Below are some records; output exactly the lines from the line with "to its entity." to the line with "impl From<CoreError> for", both ends kept, and nothing more.

*** Dataset content Section Begins ***

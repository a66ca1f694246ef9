//! Chat Event Streaming
//!
//! The streaming form of a turn runs on a spawned task that writes
//! `ChatStreamEvent`s into a bounded channel. The consumer holds a
//! `ChatStream`; dropping it, or calling `cancel()`, cancels the producer at
//! its next event boundary.

use std::future::Future;
use std::pin::Pin;
use std::task::{Context, Poll};

use tokio::sync::mpsc;
use tokio_stream::wrappers::ReceiverStream;
use tokio_stream::Stream;
use tokio_util::sync::{CancellationToken, DropGuard};

use paper_desk_core::ChatStreamEvent;

use crate::utils::error::{AppError, AppResult};

/// Consumer side of a streaming turn.
///
/// After cancellation the producer stops without emitting a terminal event;
/// `recv` drains whatever was already buffered and then returns `None`.
pub struct ChatStream {
    rx: mpsc::Receiver<ChatStreamEvent>,
    cancel: CancellationToken,
    _guard: DropGuard,
}

impl ChatStream {
    pub(crate) fn new(rx: mpsc::Receiver<ChatStreamEvent>, cancel: CancellationToken) -> Self {
        let guard = cancel.clone().drop_guard();
        Self {
            rx,
            cancel,
            _guard: guard,
        }
    }

    /// Receive the next event, or `None` once the producer has finished.
    pub async fn recv(&mut self) -> Option<ChatStreamEvent> {
        self.rx.recv().await
    }

    /// Stop the producer at its next event boundary.
    pub fn cancel(&self) {
        self.cancel.cancel();
    }

    pub fn is_cancelled(&self) -> bool {
        self.cancel.is_cancelled()
    }

    /// Convert into a `Stream` of events. Dropping the stream cancels the turn.
    pub fn into_stream(self) -> ChatEventStream {
        let ChatStream { rx, _guard, .. } = self;
        ChatEventStream {
            inner: ReceiverStream::new(rx),
            _guard,
        }
    }
}

/// `Stream` adapter returned by [`ChatStream::into_stream`].
pub struct ChatEventStream {
    inner: ReceiverStream<ChatStreamEvent>,
    _guard: DropGuard,
}

impl Stream for ChatEventStream {
    type Item = ChatStreamEvent;

    fn poll_next(self: Pin<&mut Self>, cx: &mut Context<'_>) -> Poll<Option<Self::Item>> {
        Pin::new(&mut self.get_mut().inner).poll_next(cx)
    }
}

/// Producer side: sends events until the consumer goes away or cancels.
pub(crate) struct EventSink {
    tx: mpsc::Sender<ChatStreamEvent>,
    cancel: CancellationToken,
}

impl EventSink {
    pub(crate) fn new(tx: mpsc::Sender<ChatStreamEvent>, cancel: CancellationToken) -> Self {
        Self { tx, cancel }
    }

    pub(crate) fn token(&self) -> &CancellationToken {
        &self.cancel
    }

    /// Send one event, waiting for buffer space.
    pub(crate) async fn emit(&self, event: ChatStreamEvent) -> AppResult<()> {
        let kind = event.kind();
        until_cancelled(&self.cancel, self.tx.send(event))
            .await?
            .map_err(|_| {
                self.cancel.cancel();
                AppError::cancelled(format!("stream consumer dropped before '{}' event", kind))
            })
    }
}

/// Run `fut` unless `cancel` fires first.
pub(crate) async fn until_cancelled<F: Future>(
    cancel: &CancellationToken,
    fut: F,
) -> AppResult<F::Output> {
    if cancel.is_cancelled() {
        return Err(AppError::cancelled("turn cancelled"));
    }
    tokio::select! {
        biased;
        _ = cancel.cancelled() => Err(AppError::cancelled("turn cancelled")),
        output = fut => Ok(output),
    }
}
//! Focus Entity Resolution
//!
//! The focus entity is the paper the user currently has open. The host owns
//! paper storage; the orchestrator only needs a summary for the prompt and
//! for focus-bound tools.

use std::collections::HashMap;

use async_trait::async_trait;
use serde::{Deserialize, Serialize};

/// Summary of the focused paper
#[derive(Debug, Clone, PartialEq, Serialize, Deserialize)]
pub struct FocusEntity {
    pub id: String,
    pub title: String,
    #[serde(default, skip_serializing_if = "Vec::is_empty")]
    pub authors: Vec<String>,
    #[serde(default, skip_serializing_if = "Option::is_none")]
    pub year: Option<i32>,
    #[serde(default, skip_serializing_if = "Option::is_none")]
    pub abstract_excerpt: Option<String>,
}

impl FocusEntity {
    pub fn new(id: impl Into<String>, title: impl Into<String>) -> Self {
        Self {
            id: id.into(),
            title: title.into(),
            authors: Vec::new(),
            year: None,
            abstract_excerpt: None,
        }
    }

    pub fn with_authors<I, S>(mut self, authors: I) -> Self
    where
        I: IntoIterator<Item = S>,
        S: Into<String>,
    {
        self.authors = authors.into_iter().map(Into::into).collect();
        self
    }

    pub fn with_year(mut self, year: i32) -> Self {
        self.year = Some(year);
        self
    }

    pub fn with_abstract(mut self, excerpt: impl Into<String>) -> Self {
        self.abstract_excerpt = Some(excerpt.into());
        self
    }

    /// Multi-line summary for the prompt.
    pub fn summary(&self) -> String {
        let mut out = format!("Title: {}\nID: {}", self.title, self.id);
        if !self.authors.is_empty() {
            out.push_str(&format!("\nAuthors: {}", self.authors.join(", ")));
        }
        if let Some(year) = self.year {
            out.push_str(&format!("\nYear: {}", year));
        }
        if let Some(excerpt) = &self.abstract_excerpt {
            out.push_str(&format!("\nAbstract: {}", excerpt));
        }
        out
    }
}

/// Resolves a focus id to its entity.
#[async_trait]
pub trait FocusResolver: Send + Sync {
    /// Returns `None` when the id does not resolve.
    async fn lookup_focus_entity(&self, focus_id: &str) -> Option<FocusEntity>;
}

/// Resolver for hosts without paper storage; nothing resolves.
#[derive(Debug, Clone, Copy, Default)]
pub struct NoFocusResolver;

#[async_trait]
impl FocusResolver for NoFocusResolver {
    async fn lookup_focus_entity(&self, _focus_id: &str) -> Option<FocusEntity> {
        None
    }
}

/// In-memory resolver keyed by entity id.
#[derive(Debug, Clone, Default)]
pub struct StaticFocusResolver {
    entities: HashMap<String, FocusEntity>,
}

impl StaticFocusResolver {
    pub fn new() -> Self {
        Self::default()
    }

    pub fn with_entity(mut self, entity: FocusEntity) -> Self {
        self.insert(entity);
        self
    }

    pub fn insert(&mut self, entity: FocusEntity) {
        self.entities.insert(entity.id.clone(), entity);
    }
}

#[async_trait]
impl FocusResolver for StaticFocusResolver {
    async fn lookup_focus_entity(&self, focus_id: &str) -> Option<FocusEntity> {
        self.entities.get(focus_id).cloned()
    }
}
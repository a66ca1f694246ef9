//! Core Error Types
//!
//! Defines the foundational error types used across the Paper Desk workspace.
//! These error types are dependency-free (only thiserror + std) to keep the core
//! crate lightweight.
//!
//! The application crate wraps these in `AppError` alongside model and
//! configuration failures.

use thiserror::Error;

/// Core error type for the Paper Desk workspace.
#[derive(Error, Debug)]
pub enum CoreError {
    /// A tool with the same name is already registered
    #[error("Duplicate tool: {0} is already registered")]
    DuplicateTool(String),

    /// Validation errors
    #[error("Validation error: {0}")]
    Validation(String),
}

/// Result type alias for core errors
pub type CoreResult<T> = Result<T, CoreError>;

impl CoreError {
    /// Create a duplicate tool error
    pub fn duplicate_tool(name: impl Into<String>) -> Self {
        Self::DuplicateTool(name.into())
    }

    /// Create a validation error
    pub fn validation(msg: impl Into<String>) -> Self {
        Self::Validation(msg.into())
    }
}

/// Convert CoreError to a string
impl From<CoreError> for String {
    fn from(err: CoreError) -> String {
        err.to_string()
    }
}
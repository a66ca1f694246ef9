//! Execution Context
//!
//! The per-turn context handed to every tool invocation. A context is built
//! once by the orchestrator at the start of a turn and is read-only from then
//! on: fields are private and there are no setters, so tools cannot mutate
//! session state or leak it into another turn.

use serde::{Deserialize, Serialize};

/// Immutable context for a single chat turn.
#[derive(Debug, Clone, PartialEq, Eq, Serialize, Deserialize)]
pub struct ExecutionContext {
    session_id: String,
    #[serde(skip_serializing_if = "Option::is_none")]
    focus_id: Option<String>,
    #[serde(skip_serializing_if = "Option::is_none")]
    user_id: Option<String>,
}

impl ExecutionContext {
    /// Create a context for the given session with no focus entity.
    pub fn new(session_id: impl Into<String>) -> Self {
        Self {
            session_id: session_id.into(),
            focus_id: None,
            user_id: None,
        }
    }

    /// Set the focus entity (e.g. the open paper).
    pub fn with_focus(mut self, focus_id: impl Into<String>) -> Self {
        self.focus_id = Some(focus_id.into());
        self
    }

    /// Set the focus entity from an optional id.
    pub fn with_focus_opt(mut self, focus_id: Option<String>) -> Self {
        self.focus_id = focus_id;
        self
    }

    /// Set the acting user.
    pub fn with_user(mut self, user_id: impl Into<String>) -> Self {
        self.user_id = Some(user_id.into());
        self
    }

    /// Set the acting user from an optional id.
    pub fn with_user_opt(mut self, user_id: Option<String>) -> Self {
        self.user_id = user_id;
        self
    }

    pub fn session_id(&self) -> &str {
        &self.session_id
    }

    pub fn focus_id(&self) -> Option<&str> {
        self.focus_id.as_deref()
    }

    pub fn user_id(&self) -> Option<&str> {
        self.user_id.as_deref()
    }

    /// Whether a focus entity is set for this turn.
    pub fn has_focus(&self) -> bool {
        self.focus_id.is_some()
    }
}
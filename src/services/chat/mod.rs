//! Chat Orchestrator
//!
//! Tool-calling chat over a plain text-completion model.

pub mod prompt;
pub mod service;
pub mod stream;

pub use prompt::DEFAULT_SYSTEM_PREAMBLE;
pub use service::{ChatRequest, ChatService, TurnResult, CHAT_COMPLETION_PURPOSE};
pub use stream::{ChatEventStream, ChatStream};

*** Dataset content Section Ends ***

- **Answer section**:
/// Resolves a focus id to its entity.
#[async_trait]
pub trait FocusResolver: Send + Sync {
    /// Returns `None` when the id does not resolve.
    async fn lookup_focus_entity(&self, focus_id: &str) -> Option<FocusEntity>;
}

/// Resolver for hosts without paper storage; nothing resolves.
#[derive(Debug, Clone, Copy, Default)]
pub struct NoFocusResolver;

#[async_trait]
impl FocusResolver for NoFocusResolver {
    async fn lookup_focus_entity(&self, _focus_id: &str) -> Option<FocusEntity> {
        None
    }
}

/// In-memory resolver keyed by entity id.
#[derive(Debug, Clone, Default)]
pub struct StaticFocusResolver {
    entities: HashMap<String, FocusEntity>,
}

impl StaticFocusResolver {
    pub fn new() -> Self {
        Self::default()
    }

    pub fn with_entity(mut self, entity: FocusEntity) -> Self {
        self.insert(entity);
        self
    }

    pub fn insert(&mut self, entity: FocusEntity) {
        self.entities.insert(entity.id.clone(), entity);
    }
}

#[async_trait]
impl FocusResolver for StaticFocusResolver {
    async fn lookup_focus_entity(&self, focus_id: &str) -> Option<FocusEntity> {
        self.entities.get(focus_id).cloned()
    }
}
repository a66ca1f694246ef9
//! Core Error Types
//!
//! Defines the foundational error types used across the Paper Desk workspace.
//! These error types are dependency-free (only thiserror + std) to keep the core
//! crate lightweight.
//!
//! The application crate wraps these in `AppError` alongside model and
//! configuration failures.

use thiserror::Error;

/// Core error type for the Paper Desk workspace.
#[derive(Error, Debug)]
pub enum CoreError {
    /// A tool with the same name is already registered
    #[error("Duplicate tool: {0} is already registered")]
    DuplicateTool(String),

    /// Validation errors
    #[error("Validation error: {0}")]
    Validation(String),
}

/// Result type alias for core errors
pub type CoreResult<T> = Result<T, CoreError>;

impl CoreError {
    /// Create a duplicate tool error
    pub fn duplicate_tool(name: impl Into<String>) -> Self {
        Self::DuplicateTool(name.into())
    }

    /// Create a validation error
    pub fn validation(msg: impl Into<String>) -> Self {
        Self::Validation(msg.into())
    }
}

/// Convert CoreError to a string
impl From<CoreError> for String {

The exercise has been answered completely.